··· RECORDED INFORMATION ···

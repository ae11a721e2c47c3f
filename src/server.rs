//! TCP server measuring received throughput.
//!
//! Accepts connections indefinitely, measures the bytes received on each one
//! over one-second windows and appends every sample to the sample log.

use crate::config::ServerConfig;
use crate::logger::{console_line, log_file_name, SampleLogger};
use crate::window::RateWindow;
use bytes::BytesMut;
use chrono::Local;
use tokio::io::AsyncReadExt;
use tokio::net::{TcpListener, TcpStream};
use tokio::time::Instant;
use tracing::{debug, error, info, trace};

/// Read buffer size
const BUFFER_SIZE: usize = 16 * 1024;

/// Server instance
pub struct Server {
    config: ServerConfig,
    logger: SampleLogger,
}

/// A server whose listener is bound and ready to accept
pub struct BoundServer {
    listener: TcpListener,
    logger: SampleLogger,
}

impl Server {
    /// Create a new server instance, fixing the log path for its lifetime
    pub fn new(config: ServerConfig) -> Self {
        let file_name = log_file_name(
            &config.log_prefix,
            config.log_suffix.as_deref(),
            Local::now(),
        );
        let logger = SampleLogger::new(config.log_dir.join(file_name));

        Server { config, logger }
    }

    /// Get a reference to the logger for testing
    #[cfg(test)]
    pub fn logger(&self) -> &SampleLogger {
        &self.logger
    }

    /// Bind the listening socket.
    ///
    /// Failure here is a startup error and is returned to the caller.
    pub async fn bind(self) -> std::io::Result<BoundServer> {
        let listener = TcpListener::bind(&self.config.listen).await?;
        info!(
            address = %listener.local_addr()?,
            log = %self.logger.path().display(),
            "Server listening"
        );

        Ok(BoundServer {
            listener,
            logger: self.logger,
        })
    }

    /// Bind and begin accepting connections
    pub async fn run(self) -> std::io::Result<()> {
        self.bind().await?.run().await
    }
}

impl BoundServer {
    #[cfg(test)]
    pub fn local_addr(&self) -> std::io::Result<std::net::SocketAddr> {
        self.listener.local_addr()
    }

    /// Accept connections until the task is dropped
    pub async fn run(self) -> std::io::Result<()> {
        loop {
            match self.listener.accept().await {
                Ok((stream, addr)) => {
                    info!(peer = %addr, "Client connected");

                    let logger = self.logger.clone();
                    tokio::spawn(async move {
                        match handle_connection(stream, logger).await {
                            Ok(total) => {
                                info!(peer = %addr, bytes = total, "Client closed connection")
                            }
                            Err(e) => debug!(peer = %addr, error = %e, "Connection error"),
                        }
                    });
                }
                Err(e) => {
                    error!(error = %e, "Failed to accept connection");
                }
            }
        }
    }
}

/// Handle a single client connection.
///
/// Returns the total number of bytes received once the peer closes. A window
/// still open at that point is dropped without a sample.
pub async fn handle_connection(
    mut stream: TcpStream,
    logger: SampleLogger,
) -> std::io::Result<u64> {
    let mut buffer = BytesMut::with_capacity(BUFFER_SIZE);
    let mut window = RateWindow::new();
    let mut total: u64 = 0;

    loop {
        buffer.clear();
        let n = stream.read_buf(&mut buffer).await?;
        if n == 0 {
            trace!(
                discarded = window.accumulated_bytes(),
                "Connection closed by client"
            );
            return Ok(total);
        }

        total += n as u64;
        window.record(n as u64);

        if let Some(sample) = window.maybe_emit(Instant::now()) {
            info!(
                time = %sample.timestamp.format("%H:%M:%S"),
                kbps = sample.kbps,
                "Sample emitted"
            );
            // Printed regardless of the log filter
            println!("{}", console_line(&sample));
            logger.record(&sample).await;
        }
    }
}
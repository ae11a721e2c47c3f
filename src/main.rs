//! tcp-meter: TCP throughput measurement pair
//!
//! - `server`: accepts connections, measures received bytes over one-second
//!   windows and appends `HH:MM:SS,<kbps>Kbps` lines to a log file
//! - `client`: keeps a connection to the server, forwards stdin to it and
//!   reconnects after a fixed delay whenever the connection is lost
//!
//! Configuration via CLI arguments or TOML file

mod client;
mod config;
mod logger;
mod server;
mod window;

use client::ReconnectingClient;
use config::{Command, Config};
use server::Server;
use tracing::info;
use tracing_subscriber::EnvFilter;

fn main() -> Result<(), Box<dyn std::error::Error>> {
    // Load configuration
    let config = Config::load()?;

    // Initialize logging
    let filter =
        EnvFilter::try_from_default_env().unwrap_or_else(|_| EnvFilter::new(&config.log_level));

    tracing_subscriber::fmt()
        .with_env_filter(filter)
        .with_target(false)
        .init();

    let mut builder = tokio::runtime::Builder::new_multi_thread();
    if let Some(workers) = config.workers {
        builder.worker_threads(workers);
    }
    let runtime = builder.enable_all().build()?;

    if config.command == (Command::Server { suffix: None }) {
        println!("usage: tcp-meter server <log file name>");
    }

    match config.command {
        Command::Server { .. } => runtime.block_on(run_server(config)),
        Command::Client => runtime.block_on(run_client(config)),
    }
}

/// Run the measurement server until killed; bind failure is fatal
async fn run_server(config: Config) -> Result<(), Box<dyn std::error::Error>> {
    info!(
        listen = %config.server.listen,
        log_dir = %config.server.log_dir.display(),
        "Starting tcp-meter server"
    );

    Server::new(config.server).run().await?;
    Ok(())
}

/// Run the reconnecting client until killed
async fn run_client(config: Config) -> Result<(), Box<dyn std::error::Error>> {
    info!(
        target_addr = %config.client.target,
        retry_delay_ms = config.client.retry_delay.as_millis() as u64,
        "Starting tcp-meter client"
    );

    ReconnectingClient::new(config.client, tokio::io::stdin(), tokio::io::stdout())
        .run()
        .await;
    Ok(())
}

···

▶ **EXERCISE**: Would you copy each line of the records that contains "closed"?

▶ **OUTPUT BELOW**:
                                info!(peer = %addr, bytes = total, "Client closed connection")
                "Connection closed by client"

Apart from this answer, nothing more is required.